Wind from a Dying Star by David D. Levine

by David D. Levine
$0.99 (Short Story) ISBN 978-1-61138-229-7

Wind from a Dying Star by David D. Levine (short story) is a far-future tale of humanity’s descendants, struggling to survive in a universe that is running down, and the lone survivor of ancient humanity who helps them to recall their past.

“Wind from a Dying Star” is also available as part of Space Magic, an award-winning collection of science fiction and fantasy stories by David D. Levine.

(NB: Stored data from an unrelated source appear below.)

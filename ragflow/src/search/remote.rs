//! Remote vector index backed by an embeddings endpoint and a
//! Pinecone-style REST API.
//!
//! Queries are embedded first, then matched against the index; chunks are
//! embedded and upserted with generated ids carrying the chunk text as
//! metadata.

use super::{Passage, SimilarityIndex};
use crate::config::Settings;
use crate::errors::SearchError;
use async_trait::async_trait;
use serde::{Deserialize, Serialize};
use std::collections::HashMap;
use tracing::debug;
use uuid::Uuid;

const DEFAULT_EMBEDDINGS_URL: &str = "https://api.openai.com/v1/embeddings";

/// A [`SimilarityIndex`] over remote embedding and vector-index services.
#[derive(Debug, Clone)]
pub struct RemoteIndex {
    client: reqwest::Client,
    embeddings_url: String,
    embedding_model: String,
    embeddings_api_key: String,
    index_host: String,
    index_api_key: String,
}

impl RemoteIndex {
    /// Creates a remote index from application settings.
    ///
    /// # Errors
    ///
    /// Returns [`SearchError::Backend`] if the HTTP client cannot be built.
    pub fn from_settings(settings: &Settings) -> Result<Self, SearchError> {
        let client = reqwest::Client::builder()
            .timeout(settings.request_timeout())
            .build()
            .map_err(|e| SearchError::Backend(e.to_string()))?;

        Ok(Self {
            client,
            embeddings_url: DEFAULT_EMBEDDINGS_URL.to_string(),
            embedding_model: settings.openai_embedding_model_name.clone(),
            embeddings_api_key: settings.openai_api_key.clone(),
            index_host: settings.index_host.trim_end_matches('/').to_string(),
            index_api_key: settings.index_api_key.clone(),
        })
    }

    /// Overrides the embeddings endpoint URL.
    #[must_use]
    pub fn with_embeddings_url(mut self, url: impl Into<String>) -> Self {
        self.embeddings_url = url.into();
        self
    }

    async fn embed(&self, inputs: &[String]) -> Result<Vec<Vec<f32>>, SearchError> {
        let request = EmbeddingsRequest {
            model: &self.embedding_model,
            input: inputs,
        };

        let response = self
            .client
            .post(&self.embeddings_url)
            .bearer_auth(&self.embeddings_api_key)
            .json(&request)
            .send()
            .await
            .map_err(|e| SearchError::Backend(e.to_string()))?;

        let status = response.status();
        if !status.is_success() {
            return Err(SearchError::Api {
                status: status.as_u16(),
                body: response.text().await.unwrap_or_default(),
            });
        }

        let parsed: EmbeddingsResponse = response
            .json()
            .await
            .map_err(|e| SearchError::Backend(e.to_string()))?;

        Ok(parsed.data.into_iter().map(|row| row.embedding).collect())
    }

    async fn index_post<Req, Resp>(&self, path: &str, request: &Req) -> Result<Resp, SearchError>
    where
        Req: Serialize + Sync,
        Resp: for<'de> Deserialize<'de>,
    {
        let response = self
            .client
            .post(format!("{}{path}", self.index_host))
            .header("Api-Key", &self.index_api_key)
            .json(request)
            .send()
            .await
            .map_err(|e| SearchError::Backend(e.to_string()))?;

        let status = response.status();
        if !status.is_success() {
            return Err(SearchError::Api {
                status: status.as_u16(),
                body: response.text().await.unwrap_or_default(),
            });
        }

        response
            .json()
            .await
            .map_err(|e| SearchError::Backend(e.to_string()))
    }
}

#[async_trait]
impl SimilarityIndex for RemoteIndex {
    async fn search(&self, query: &str, k: usize) -> Result<Vec<Passage>, SearchError> {
        let input = [query.to_string()];
        let vectors = self.embed(&input).await?;
        let vector = vectors
            .into_iter()
            .next()
            .ok_or_else(|| SearchError::Backend("embedding response was empty".to_string()))?;

        let response: QueryResponse = self
            .index_post(
                "/query",
                &QueryRequest {
                    vector: &vector,
                    top_k: k,
                    include_metadata: true,
                },
            )
            .await?;

        debug!(query, k, matches = response.matches.len(), "index query finished");

        Ok(response
            .matches
            .into_iter()
            .map(|m| {
                let text = m
                    .metadata
                    .get("text")
                    .and_then(serde_json::Value::as_str)
                    .unwrap_or_default()
                    .to_string();
                Passage {
                    text,
                    score: m.score,
                    metadata: m.metadata,
                }
            })
            .collect())
    }

    async fn index(&self, chunks: &[String]) -> Result<usize, SearchError> {
        if chunks.is_empty() {
            return Ok(0);
        }

        let embeddings = self.embed(chunks).await?;
        if embeddings.len() != chunks.len() {
            return Err(SearchError::Backend(format!(
                "embedded {} of {} chunks",
                embeddings.len(),
                chunks.len()
            )));
        }

        let vectors: Vec<UpsertVector> = chunks
            .iter()
            .zip(embeddings)
            .map(|(chunk, values)| UpsertVector {
                id: Uuid::new_v4().to_string(),
                values,
                metadata: serde_json::json!({ "text": chunk }),
            })
            .collect();

        let count = vectors.len();
        let _: UpsertResponse = self
            .index_post("/vectors/upsert", &UpsertRequest { vectors })
            .await?;

        debug!(count, "chunks upserted");
        Ok(count)
    }
}

#[derive(Debug, Serialize)]
struct EmbeddingsRequest<'a> {
    model: &'a str,
    input: &'a [String],
}

#[derive(Debug, Deserialize)]
struct EmbeddingsResponse {
    data: Vec<EmbeddingRow>,
}

#[derive(Debug, Deserialize)]
struct EmbeddingRow {
    embedding: Vec<f32>,
}

#[derive(Debug, Serialize)]
struct QueryRequest<'a> {
    vector: &'a [f32],
    #[serde(rename = "topK")]
    top_k: usize,
    #[serde(rename = "includeMetadata")]
    include_metadata: bool,
}

#[derive(Debug, Deserialize)]
struct QueryResponse {
    #[serde(default)]
    matches: Vec<QueryMatch>,
}

#[derive(Debug, Deserialize)]
struct QueryMatch {
    score: Option<f32>,
    #[serde(default)]
    metadata: HashMap<String, serde_json::Value>,
}

#[derive(Debug, Serialize)]
struct UpsertRequest {
    vectors: Vec<UpsertVector>,
}

#[derive(Debug, Serialize)]
struct UpsertVector {
    id: String,
    values: Vec<f32>,
    metadata: serde_json::Value,
}

#[derive(Debug, Deserialize)]
struct UpsertResponse {
    #[serde(rename = "upsertedCount", default)]
    #[allow(dead_code)]
    upserted_count: usize,
}

#[cfg(test)]
mod tests {
    use super::*;

    #[test]
    fn test_query_request_uses_wire_field_names() {
        let vector = vec![0.1_f32, 0.2];
        let request = QueryRequest {
            vector: &vector,
            top_k: 4,
            include_metadata: true,
        };

        let json = serde_json::to_value(&request).unwrap();
        assert_eq!(json["topK"], 4);
        assert_eq!(json["includeMetadata"], true);
    }

    #[test]
    fn test_query_response_tolerates_missing_matches() {
        let parsed: QueryResponse = serde_json::from_value(serde_json::json!({})).unwrap();
        assert!(parsed.matches.is_empty());
    }

    #[test]
    fn test_from_settings_trims_trailing_slash() {
        let settings = Settings {
            index_host: "https://papers.example.io/".to_string(),
            ..Settings::default()
        };

        let index = RemoteIndex::from_settings(&settings).unwrap();
        assert_eq!(index.index_host, "https://papers.example.io");
    }
}
//! Hero: page-leading headline, supporting copy, optional image and call to action.

use serde_json::{Map, Value};

use crate::sections::html::{button, escape, image_tag, text};
use crate::sections::RenderContext;

pub fn render(fields: &Map<String, Value>, ctx: &RenderContext) -> String {
    let mut html = String::with_capacity(512);
    html.push_str("<div class=\"hero\">\n<div class=\"hero__content\">\n");

    if let Some(eyebrow) = text(fields, "eyebrow") {
        html.push_str(&format!("<p class=\"hero__eyebrow\">{}</p>\n", escape(eyebrow)));
    }
    if let Some(title) = text(fields, "title") {
        html.push_str(&format!("<h1 class=\"hero__title\">{}</h1>\n", escape(title)));
    }
    if let Some(subtitle) = text(fields, "subtitle") {
        html.push_str(&format!("<p class=\"hero__subtitle\">{}</p>\n", escape(subtitle)));
    }

    let actions: Vec<String> = [
        button(fields, "ctaLabel", "ctaUrl", "button button--primary"),
        button(fields, "secondaryCtaLabel", "secondaryCtaUrl", "button button--secondary"),
    ]
    .into_iter()
    .flatten()
    .collect();
    if !actions.is_empty() {
        html.push_str(&format!("<div class=\"hero__actions\">{}</div>\n", actions.join("")));
    }
    html.push_str("</div>\n");

    if let Some(image) = image_tag(fields, "image", &ctx.media_base, "hero__image") {
        html.push_str(&image);
        html.push('\n');
    }

    html.push_str("</div>");
    html
}
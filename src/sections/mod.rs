//! Dynamic-Zone Section Rendering
//!
//! Turns a page's CMS-ordered, heterogeneous section list into HTML.
//!
//! ## Pipeline
//! 1. Drop entries failing the record invariant (object, non-empty
//!    `__component`, positive integer `id`), logging each drop
//! 2. Resolve each remaining tag through the [`SectionRegistry`], in input order
//! 3. Registered: render the record's fields. Unregistered: emit a visible
//!    placeholder in the same position
//!
//! Rendering is a pure, synchronous pass. New CMS section types degrade to a
//! placeholder; they never fail the page.
//!
//! ## Sections
//! hero, rich-text, cta, feature-grid, process-steps, faq-list,
//! testimonials, stats, image-text, contact-form

pub mod html;
pub mod registry;

pub mod contact_form;
pub mod cta;
pub mod faq_list;
pub mod feature_grid;
pub mod hero;
pub mod image_text;
pub mod process_steps;
pub mod rich_text;
pub mod stats;
pub mod testimonials;

pub use registry::{RenderFn, SectionRegistry, DEFAULT_RENDERERS};

use serde_json::Value;

use crate::contact::validation::ContactFormSchema;
use crate::content::types::SectionRecord;
use html::escape;

/// Read-only inputs shared by every renderer on a page.
#[derive(Debug, Clone, Default)]
pub struct RenderContext {
    /// Prefix for relative CMS upload URLs
    pub media_base: String,
    /// Where the contact form posts (htmx-enhanced form route)
    pub contact_action: String,
    pub captcha: Option<CaptchaWidget>,
    /// Contact form fields, with CMS overrides applied
    pub contact_form: ContactFormSchema,
}

/// Public half of the CAPTCHA configuration, as needed by the form markup.
#[derive(Debug, Clone, PartialEq, Eq)]
pub struct CaptchaWidget {
    pub script_url: String,
    pub widget_class: String,
    pub site_key: String,
}

/// One output slot, in the same position as its input record.
#[derive(Debug, Clone, PartialEq, Eq)]
pub enum RenderedSection {
    Rendered { id: u64, component: String, html: String },
    Placeholder { id: u64, component: String },
}

impl RenderedSection {
    pub fn id(&self) -> u64 {
        match self {
            RenderedSection::Rendered { id, .. } | RenderedSection::Placeholder { id, .. } => *id,
        }
    }

    pub fn component(&self) -> &str {
        match self {
            RenderedSection::Rendered { component, .. } | RenderedSection::Placeholder { component, .. } => component,
        }
    }

    pub fn is_placeholder(&self) -> bool {
        matches!(self, RenderedSection::Placeholder { .. })
    }

    pub fn to_html(&self) -> String {
        match self {
            RenderedSection::Rendered { html, .. } => html.clone(),
            RenderedSection::Placeholder { id, component } => format!(
                "<div class=\"section-placeholder\" role=\"note\" data-section-id=\"{}\">\
                 <p>Unsupported content block: <code>{}</code></p></div>",
                id,
                escape(component)
            ),
        }
    }
}

pub struct SectionRenderer<'a> {
    registry: &'a SectionRegistry,
    context: &'a RenderContext,
}

impl<'a> SectionRenderer<'a> {
    pub fn new(registry: &'a SectionRegistry, context: &'a RenderContext) -> Self {
        Self { registry, context }
    }

    /// Render a raw dynamic zone. Output order follows input order.
    pub fn render(&self, sections: &[Value]) -> Vec<RenderedSection> {
        valid_sections(sections)
            .into_iter()
            .map(|record| self.render_record(record))
            .collect()
    }

    fn render_record(&self, record: SectionRecord) -> RenderedSection {
        match self.registry.resolve(&record.component) {
            Some(render) => {
                let inner = render(&record.fields, self.context);
                RenderedSection::Rendered {
                    id: record.id,
                    html: wrap(record.id, &record.component, &inner),
                    component: record.component,
                }
            }
            None => {
                tracing::warn!(
                    section_id = record.id,
                    component = %record.component,
                    "No renderer registered for section type"
                );
                RenderedSection::Placeholder {
                    id: record.id,
                    component: record.component,
                }
            }
        }
    }
}

/// The shared validity filter used by every route. Invalid entries are
/// dropped and logged with the offending record.
pub fn valid_sections(sections: &[Value]) -> Vec<SectionRecord> {
    sections
        .iter()
        .enumerate()
        .filter_map(|(position, raw)| match SectionRecord::from_value(raw) {
            Ok(record) => Some(record),
            Err(reason) => {
                tracing::warn!(
                    position,
                    reason = %reason,
                    record = %raw,
                    "Dropping invalid CMS section"
                );
                None
            }
        })
        .collect()
}

/// Outer `<section>` element carrying the id and a class derived from the tag.
fn wrap(id: u64, component: &str, inner: &str) -> String {
    format!(
        "<section class=\"section section--{}\" data-section-id=\"{}\">\n{}\n</section>",
        css_name(component),
        id,
        inner
    )
}

/// `sections.rich-text` -> `rich-text`, limited to `[a-z0-9-]`.
fn css_name(component: &str) -> String {
    let name = component.rsplit('.').next().unwrap_or(component);
    name.chars()
        .map(|c| c.to_ascii_lowercase())
        .filter(|c| c.is_ascii_alphanumeric() || *c == '-')
        .collect()
}
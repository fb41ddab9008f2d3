//! Rich text: an optional heading over a Markdown body.

use serde_json::{Map, Value};

use crate::sections::html::{escape, markdown, text};
use crate::sections::RenderContext;

pub fn render(fields: &Map<String, Value>, _ctx: &RenderContext) -> String {
    let mut html = String::new();
    if let Some(title) = text(fields, "title") {
        html.push_str(&format!("<h2>{}</h2>\n", escape(title)));
    }
    if let Some(body) = text(fields, "body").or_else(|| text(fields, "content")) {
        html.push_str(&format!("<div class=\"prose\">{}</div>", markdown(body)));
    }
    html
}
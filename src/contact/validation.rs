//! Contact Form Validation
//!
//! The form is described declaratively by a [`ContactFormSchema`]. Each
//! [`FieldSchema`] derives its [`FieldRule`]s, which drive both the server-side
//! check and the HTML constraint attributes on the rendered form.
//!
//! Editors may tune labels, requiredness, lengths and select options from the
//! CMS (`contactForm.fields`); the set of fields itself is fixed.

use serde::Serialize;
use serde_json::{Map, Value};

use crate::content::types::ContactFieldOverride;

#[derive(Debug, Clone, PartialEq, Eq)]
pub enum FieldKind {
    Text,
    Email,
    Phone,
    Textarea,
    Select(Vec<String>),
    Checkbox,
}

#[derive(Debug, Clone, PartialEq, Eq)]
pub struct FieldSchema {
    pub name: String,
    pub label: String,
    pub kind: FieldKind,
    pub required: bool,
    pub min_length: Option<usize>,
    pub max_length: Option<usize>,
}

#[derive(Debug, Clone, PartialEq, Eq)]
pub enum FieldRule {
    Required,
    MinLength(usize),
    MaxLength(usize),
    Email,
    Phone,
    OneOf(Vec<String>),
    MustBeChecked,
}

#[derive(Debug, Clone, PartialEq, Eq, Serialize)]
pub struct FieldViolation {
    pub field: String,
    pub message: String,
}

impl FieldSchema {
    fn new(name: &str, label: &str, kind: FieldKind, required: bool) -> Self {
        Self {
            name: name.to_string(),
            label: label.to_string(),
            kind,
            required,
            min_length: None,
            max_length: None,
        }
    }

    fn lengths(mut self, min: Option<usize>, max: Option<usize>) -> Self {
        self.min_length = min;
        self.max_length = max;
        self
    }

    /// Derive the validation rules for this field, in check order.
    pub fn rules(&self) -> Vec<FieldRule> {
        let mut rules = Vec::new();

        if let FieldKind::Checkbox = self.kind {
            if self.required {
                rules.push(FieldRule::MustBeChecked);
            }
            return rules;
        }

        if self.required {
            rules.push(FieldRule::Required);
        }
        if let Some(min) = self.min_length {
            rules.push(FieldRule::MinLength(min));
        }
        if let Some(max) = self.max_length {
            rules.push(FieldRule::MaxLength(max));
        }
        match &self.kind {
            FieldKind::Email => rules.push(FieldRule::Email),
            FieldKind::Phone => rules.push(FieldRule::Phone),
            FieldKind::Select(options) => rules.push(FieldRule::OneOf(options.clone())),
            _ => {}
        }
        rules
    }

    /// Check one submitted value. Returns the first violated rule's message.
    pub fn check(&self, value: Option<&Value>) -> Option<String> {
        let text = field_text(value);

        for rule in self.rules() {
            let failed = match &rule {
                FieldRule::MustBeChecked => !is_checked(value),
                FieldRule::Required => text.is_empty(),
                // Optional fields left blank skip the remaining rules
                _ if text.is_empty() => return None,
                FieldRule::MinLength(min) => text.chars().count() < *min,
                FieldRule::MaxLength(max) => text.chars().count() > *max,
                FieldRule::Email => !is_valid_email(&text),
                FieldRule::Phone => !is_valid_phone(&text),
                FieldRule::OneOf(options) => !options.iter().any(|o| o == &text),
            };
            if failed {
                return Some(self.message_for(&rule));
            }
        }
        None
    }

    fn message_for(&self, rule: &FieldRule) -> String {
        match rule {
            FieldRule::Required => format!("{} is required", self.label),
            FieldRule::MinLength(min) => format!("{} must be at least {} characters", self.label, min),
            FieldRule::MaxLength(max) => format!("{} must be at most {} characters", self.label, max),
            FieldRule::Email => format!("{} must be a valid email address", self.label),
            FieldRule::Phone => format!("{} must be a valid phone number", self.label),
            FieldRule::OneOf(options) => format!("{} must be one of: {}", self.label, options.join(", ")),
            FieldRule::MustBeChecked => format!("{} must be accepted", self.label),
        }
    }

    /// HTML constraint attributes mirroring the derived rules.
    pub fn input_attributes(&self) -> String {
        let mut attrs = Vec::new();
        for rule in self.rules() {
            match rule {
                FieldRule::Required | FieldRule::MustBeChecked => attrs.push("required".to_string()),
                FieldRule::MinLength(min) => attrs.push(format!("minlength=\"{}\"", min)),
                FieldRule::MaxLength(max) => attrs.push(format!("maxlength=\"{}\"", max)),
                _ => {}
            }
        }
        attrs.join(" ")
    }
}

// ============================================================================
// Schema
// ============================================================================

#[derive(Debug, Clone, PartialEq, Eq)]
pub struct ContactFormSchema {
    pub fields: Vec<FieldSchema>,
}

/// Subjects offered when the CMS does not override them.
pub const DEFAULT_SUBJECTS: &[&str] = &["general", "second-opinion", "partnership", "press"];

impl Default for ContactFormSchema {
    fn default() -> Self {
        let subjects = DEFAULT_SUBJECTS.iter().map(|s| s.to_string()).collect();
        Self {
            fields: vec![
                FieldSchema::new("name", "Name", FieldKind::Text, true).lengths(Some(2), Some(100)),
                FieldSchema::new("email", "Email", FieldKind::Email, true).lengths(None, Some(254)),
                FieldSchema::new("phone", "Phone", FieldKind::Phone, false).lengths(None, Some(30)),
                FieldSchema::new("subject", "Subject", FieldKind::Select(subjects), false),
                FieldSchema::new("message", "Message", FieldKind::Textarea, true).lengths(Some(10), Some(5000)),
                FieldSchema::new("consent", "Privacy consent", FieldKind::Checkbox, true),
            ],
        }
    }
}

impl ContactFormSchema {
    /// Default schema with CMS overrides applied. Overrides naming unknown fields are ignored.
    pub fn with_overrides(overrides: &[ContactFieldOverride]) -> Self {
        let mut schema = Self::default();
        for patch in overrides {
            let field = match schema.fields.iter_mut().find(|f| f.name == patch.name) {
                Some(field) => field,
                None => {
                    tracing::warn!("Ignoring contact form override for unknown field {}", patch.name);
                    continue;
                }
            };

            if let Some(label) = patch.label.as_deref().filter(|l| !l.trim().is_empty()) {
                field.label = label.trim().to_string();
            }
            if let Some(required) = patch.required {
                field.required = required;
            }
            if patch.min_length.is_some() {
                field.min_length = patch.min_length;
            }
            if patch.max_length.is_some() {
                field.max_length = patch.max_length;
            }
            if let (FieldKind::Select(current), Some(options)) = (&mut field.kind, &patch.options) {
                if !options.is_empty() {
                    *current = options.clone();
                }
            }
        }
        schema
    }

    pub fn field(&self, name: &str) -> Option<&FieldSchema> {
        self.fields.iter().find(|f| f.name == name)
    }

    /// Validate every field, collecting all violations.
    pub fn validate(&self, values: &Map<String, Value>) -> Result<(), Vec<FieldViolation>> {
        let violations: Vec<FieldViolation> = self
            .fields
            .iter()
            .filter_map(|field| {
                field.check(values.get(&field.name)).map(|message| FieldViolation {
                    field: field.name.clone(),
                    message,
                })
            })
            .collect();

        if violations.is_empty() {
            Ok(())
        } else {
            Err(violations)
        }
    }
}

// ============================================================================
// Value helpers
// ============================================================================

/// Submitted value as trimmed text. JSON and form posts both land here.
pub fn field_text(value: Option<&Value>) -> String {
    match value {
        Some(Value::String(s)) => s.trim().to_string(),
        Some(Value::Number(n)) => n.to_string(),
        _ => String::new(),
    }
}

/// Checkbox semantics: JSON `true`, or the usual form-encoded truthy strings.
pub fn is_checked(value: Option<&Value>) -> bool {
    match value {
        Some(Value::Bool(b)) => *b,
        Some(Value::String(s)) => matches!(s.trim().to_ascii_lowercase().as_str(), "on" | "true" | "1" | "yes"),
        _ => false,
    }
}

/// Structural email check: `local@domain.tld`, no whitespace.
pub fn is_valid_email(email: &str) -> bool {
    if email.chars().any(char::is_whitespace) {
        return false;
    }
    let (local, domain) = match email.split_once('@') {
        Some(parts) => parts,
        None => return false,
    };
    !local.is_empty()
        && !domain.contains('@')
        && domain.contains('.')
        && domain.split('.').all(|label| !label.is_empty())
}

/// 7 to 15 digits, optionally with `+ ( ) - . ` separators.
pub fn is_valid_phone(phone: &str) -> bool {
    let allowed = phone
        .chars()
        .all(|c| c.is_ascii_digit() || matches!(c, '+' | '(' | ')' | '-' | '.' | ' '));
    let digits = phone.chars().filter(|c| c.is_ascii_digit()).count();
    allowed && (7..=15).contains(&digits)
}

Praise for Wind from a Dying Star:

“The very promising David D. Levine writes in “Wind from a Dying Star” of a… return, by humans become energy beings, to the place of their birth as a species; it’s impressive how tellingly human Levine makes radically distanced states of nostalgia and irretrievable loss.” —Locus

“‘Wind from a Dying Star’ by David Levine… posits that humanity will change itself to energy but that even that change will not dissipate a yearning for home before that home is destroyed…. [One of] the more interesting entries in this anthology.” —Science Fiction Chronicle

“Mr. Levine does an admirable job of bringing this tale to life and drawing the reader in. A homecoming tale that is sure to tweak a few emotions.” —Tangent Online


Finally a field of zeren appeared at the edges of perception. It was small, and thin, but it was here and it was what they needed. They spread over it eagerly, reveling in the zeren’s sweetness. Gunai was too tired to protest when Enaji channeled some of the energy he’d gathered to her; too tired to compliment Teda when she did the same for Old John. They were all too tired, too hungry, to notice the wolves that circled the field.

They came knifing in from the dark of space, three hard black needles that cut through the tribe with inhuman screams. They lacked intelligence and intuition, but their natural abilities and instincts had been honed by eons of competition with the humans who had copied their bodies, and their hunger was sharp.

The first took Rael, piercing her through the center and carrying her away in one piece. Her cries were cut short before she was out of range. The second came at Gunai, but she dodged and lost only a few percent of her mass to the wolf’s raking fields.

The third hit Teda. Hit her hard, tearing away a huge part of her substance. She pinweeled, screaming in agony, fields and mass spewing into the vacuum.

The shock of the impact ran through Gunai, hurting her more than the injury she herself had just suffered. She hurried to Teda’s side, shielding her from the wind with her body, soothing her with strokes and healing energies. Teda’s screams became whimpers, then began to fade.

“Here they come again!” cried Enaji.